I was dreading it, but not nearly as much as I should have. I needed 24/7 care after my first round of chemo, so I moved in with Brian. I was quite excited to be living with my first boyfriend, regardless of the circumstances. At this time, I still had stitches in my pecs, so every move hurt. I walked around with my hand over my chest, as if I were having a heart attack, to decrease the pain.
After my next rounds of chemo, I would vomit and sleep for the next three days. Words can’t describe how bad I felt waking from my chemo coma. The pain, nausea, hot flashes, weakness. Through sobs and tears, I thought I couldn’t endure this life anymore.
For those who know what I am talking about, never lose hope that you CAN get through this and you ARE strong enough.
“Never lose hope that you CAN get through this and you ARE strong enough.”
Road to recovery
Finally, after six months of chemo, it was time to see if the treatments had worked. My mass had shrunk from 13 cm to 4 cm! From here on out, my treatment was just surveillance — scans and blood work. I’d like to say that the road to recovery was easier than the treatment, but it wasn’t. That’s a story for another day.
I am eternally grateful to the pathologists who worked tirelessly on my case to make my diagnosis. They allowed me to move forward with my life, find my purpose and that’s what inspired me to become a pathologist and start my own medical education clinic. Today, I get to help patients like myself who are searching for answers during scary and uncertain times.
Patients can make appointments in 15-minute increments for as long as they like so they don’t feel rushed. Ahead of their scheduled appointment, the patient can upload their lab results and pathology reports to a HIPAA secure medical record system that I will review on my Lenovo laptop.
During our meeting, I will answer whatever pathology-related questions they have about their diagnosis. I will explain how the lab processes their specimen to how the pathologist makes the diagnosis.
My advice for others
My story is unfortunately not an isolated one. It seems everyone knows someone who has been affected by cancer – whether it be a friend, colleague, loved one or themselves. Today, on National Cancer Survivors Day, I want to share what keeps me strong in my fight against cancer and that is thinking of the future.
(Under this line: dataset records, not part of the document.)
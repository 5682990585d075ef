//! Uniform access to point categories by [`PointType`]

use crate::traits::Database;
use crate::types::{Measurement, PointType};
use dnp3_core::{ClassMask, EventClass};

macro_rules! with_points {
    ($db:expr, $point_type:expr, |$points:ident| $body:expr, $missing:expr) => {
        match $point_type {
            PointType::BinaryInput => match $db.binary_inputs() {
                Some($points) => $body,
                None => $missing,
            },
            PointType::DoubleBitInput => match $db.double_bit_inputs() {
                Some($points) => $body,
                None => $missing,
            },
            PointType::BinaryOutput => match $db.binary_outputs() {
                Some($points) => $body,
                None => $missing,
            },
            PointType::Counter => match $db.counters() {
                Some($points) => $body,
                None => $missing,
            },
            PointType::FrozenCounter => match $db.frozen_counters() {
                Some($points) => $body,
                None => $missing,
            },
            PointType::AnalogInput => match $db.analog_inputs() {
                Some($points) => $body,
                None => $missing,
            },
            PointType::AnalogOutput => match $db.analog_outputs() {
                Some($points) => $body,
                None => $missing,
            },
        }
    };
}

/// Type-erased point access implemented for every [`Database`]
pub trait PointAccess {
    /// Whether the database exposes the category at all
    fn supports(&mut self, point_type: PointType) -> bool;
    fn quantity(&mut self, point_type: PointType) -> u16;
    fn is_enabled(&mut self, point_type: PointType, index: u16) -> bool;
    fn read_point(&mut self, point_type: PointType, index: u16) -> Option<Measurement>;
    fn point_class(&mut self, point_type: PointType, index: u16) -> ClassMask;
    fn assign_point_class(&mut self, point_type: PointType, index: u16, class: ClassMask) -> bool;
    fn in_class0(&mut self, point_type: PointType, index: u16) -> bool;
    fn static_variation(&mut self, point_type: PointType, index: u16) -> u8;
    fn event_variation(&mut self, point_type: PointType, index: u16, class: EventClass) -> u8;
    fn changed_point(&mut self, point_type: PointType, index: u16) -> Option<Measurement>;
}

impl<D: Database + ?Sized> PointAccess for D {
    fn supports(&mut self, point_type: PointType) -> bool {
        with_points!(self, point_type, |_points| true, false)
    }

    fn quantity(&mut self, point_type: PointType) -> u16 {
        with_points!(self, point_type, |points| points.quantity(), 0)
    }

    fn is_enabled(&mut self, point_type: PointType, index: u16) -> bool {
        with_points!(self, point_type, |points| points.is_enabled(index), false)
    }

    fn read_point(&mut self, point_type: PointType, index: u16) -> Option<Measurement> {
        with_points!(self, point_type, |points| points.read(index).map(Measurement::from), None)
    }

    fn point_class(&mut self, point_type: PointType, index: u16) -> ClassMask {
        with_points!(self, point_type, |points| points.event_class(index), ClassMask::NONE)
    }

    fn assign_point_class(&mut self, point_type: PointType, index: u16, class: ClassMask) -> bool {
        with_points!(self, point_type, |points| points.assign_class(index, class), false)
    }

    fn in_class0(&mut self, point_type: PointType, index: u16) -> bool {
        with_points!(self, point_type, |points| points.in_class0(index), false)
    }

    fn static_variation(&mut self, point_type: PointType, index: u16) -> u8 {
        with_points!(self, point_type, |points| points.default_variation(index), 0)
    }

    fn event_variation(&mut self, point_type: PointType, index: u16, class: EventClass) -> u8 {
        with_points!(
            self,
            point_type,
            |points| points.event_default_variation(index, class),
            0
        )
    }

    fn changed_point(&mut self, point_type: PointType, index: u16) -> Option<Measurement> {
        with_points!(self, point_type, |points| points.changed(index).map(Measurement::from), None)
    }
}
impl<D: Database> OutstationSession<D> {
    /// Start the unsolicited sequence over, beginning with the null response
    pub(crate) fn restart_unsolicited(&mut self) {
        self.stop_unsolicited();
        self.unsol.null_confirmed = !self.config.unsolicited.send_initial_null;
        self.unsol.retries = 0;
        self.unsol.offline = false;
        self.unsol.halted = false;
        self.unsol.last_fragment = None;
    }

    /// Drop any unsolicited response in flight and return its events
    pub(crate) fn stop_unsolicited(&mut self) {
        if self.current.is_some_and(|f| f.kind == FragmentKind::Unsolicited) {
            self.current = None;
        }
        self.outbox.retain(|f| f.kind != FragmentKind::Unsolicited);
        self.unsol.awaiting_confirm = false;
        self.unsol.confirm_timer.cancel();
        self.unsol.retry_timer.cancel();
        self.events.revert(EventState::SentUnsolicited);
    }

    /// Classes enabled for unsolicited reporting whose trigger fired
    fn triggered_classes(&mut self) -> ClassMask {
        let mut triggered = ClassMask::NONE;
        for class in EventClass::ALL {
            let slot = class.slot();
            if !self.unsol.enabled.contains(class.mask()) {
                continue;
            }
            let pending = self.events.unsent_count(class);
            if pending == 0 {
                self.unsol.class_due[slot] = false;
                continue;
            }
            if pending >= self.config.unsolicited.max_events[slot] || self.unsol.class_due[slot] {
                triggered.insert(class.mask());
            }
        }
        triggered
    }

    /// Send an unsolicited response if one is due and nothing is outstanding
    pub(crate) fn try_unsolicited(&mut self) {
        if !self.config.unsolicited.allowed
            || !self.online
            || self.current.is_some()
            || self.read.active
            || self.deferred
            || self.unsol.awaiting_confirm
            || self.unsol.halted
            || self.unsol.retry_timer.is_running()
        {
            return;
        }

        if self.config.unsolicited.identical_retry {
            if let Some(data) = self.unsol.last_fragment.clone() {
                debug!(
                    "Session {}: unsolicited response {} sent again",
                    self.config.source, self.unsol.seq
                );
                self.queue_unsolicited(data);
                return;
            }
        }

        if !self.unsol.null_confirmed {
            debug!("Session {}: sending null unsolicited response", self.config.source);
            let data = self.finish_unsolicited(self.builder());
            self.queue_unsolicited(data);
            return;
        }

        let triggered = self.triggered_classes();
        if triggered.is_empty() {
            return;
        }
        let mut builder = self.builder();
        let mut written = 0usize;
        for event in self.events.unsent_mut(EventSelector::classes(triggered)) {
            if !builder.push_event(event.variation, event.index, &event.value) {
                break;
            }
            event.state = EventState::SentUnsolicited;
            written += 1;
        }
        if written == 0 {
            return;
        }
        for class in triggered.event_classes() {
            let slot = class.slot();
            if self.events.unsent_count(class) == 0 {
                self.unsol.class_due[slot] = false;
                self.unsol.class_timers[slot].cancel();
            }
        }
        info!(
            "Session {}: unsolicited response {} with {} event(s)",
            self.config.source, self.unsol.seq, written
        );
        let data = self.finish_unsolicited(builder);
        self.queue_unsolicited(data);
    }

    fn finish_unsolicited(&self, builder: dnp3_application::FragmentBuilder) -> Bytes {
        let iin = self.iin | self.db.iin() | self.events.iin();
        builder.finish(ResponseHeader::new(
            AppControl::unsolicited(self.unsol.seq),
            FunctionCode::UnsolicitedResponse,
            iin,
        ))
    }

    fn queue_unsolicited(&mut self, data: Bytes) {
        self.unsol.awaiting_confirm = true;
        self.unsol.last_fragment = Some(data.clone());
        self.current = Some(InFlight {
            kind: FragmentKind::Unsolicited,
            seq: self.unsol.seq,
            confirm: true,
            transmitted: false,
            all_stations: false,
        });
        self.outbox.push_back(OutboundFragment {
            kind: FragmentKind::Unsolicited,
            destination: self.master,
            data,
        });
    }

    /// The unsolicited response in flight failed or was not confirmed
    pub(crate) fn unsolicited_failed(&mut self, now: Instant) {
        if self.current.is_some_and(|f| f.kind == FragmentKind::Unsolicited) {
            self.current = None;
        }
        self.outbox.retain(|f| f.kind != FragmentKind::Unsolicited);
        self.unsol.awaiting_confirm = false;
        self.unsol.confirm_timer.cancel();
        self.unsol.retries += 1;
        self.stats.increment_unsolicited_retries();

        let config = &self.config.unsolicited;
        let exhausted = self.unsol.retries > config.max_retries;
        if !exhausted {
            self.unsol.retry_timer.start(now, config.retry_delay);
        } else if let Some(delay) = config.offline_retry_delay {
            if !self.unsol.offline {
                warn!(
                    "Session {}: unsolicited retries exhausted, retrying every {:?}",
                    self.config.source, delay
                );
            }
            self.unsol.offline = true;
            self.unsol.retry_timer.start(now, delay);
        } else {
            warn!(
                "Session {}: unsolicited retries exhausted, reporting stopped",
                self.config.source
            );
            self.unsol.halted = true;
        }

        if !config.identical_retry || exhausted {
            self.events.revert(EventState::SentUnsolicited);
            self.unsol.last_fragment = None;
            self.unsol.seq.increment();
        }
    }
}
During chemotherapy and the subsequent recovery, I thought about all things I wanted to do again. Sometimes it was as small as finishing a TV show or ranking first in a video game. Other times it was something bigger, like touching real rock again or practicing medicine. Just dreaming about those things made the day to day hardships much more tolerable! My advice to you is to never lose hope or sight of who you are. Remember, cancer is just a chapter in your life – it’s not your whole story.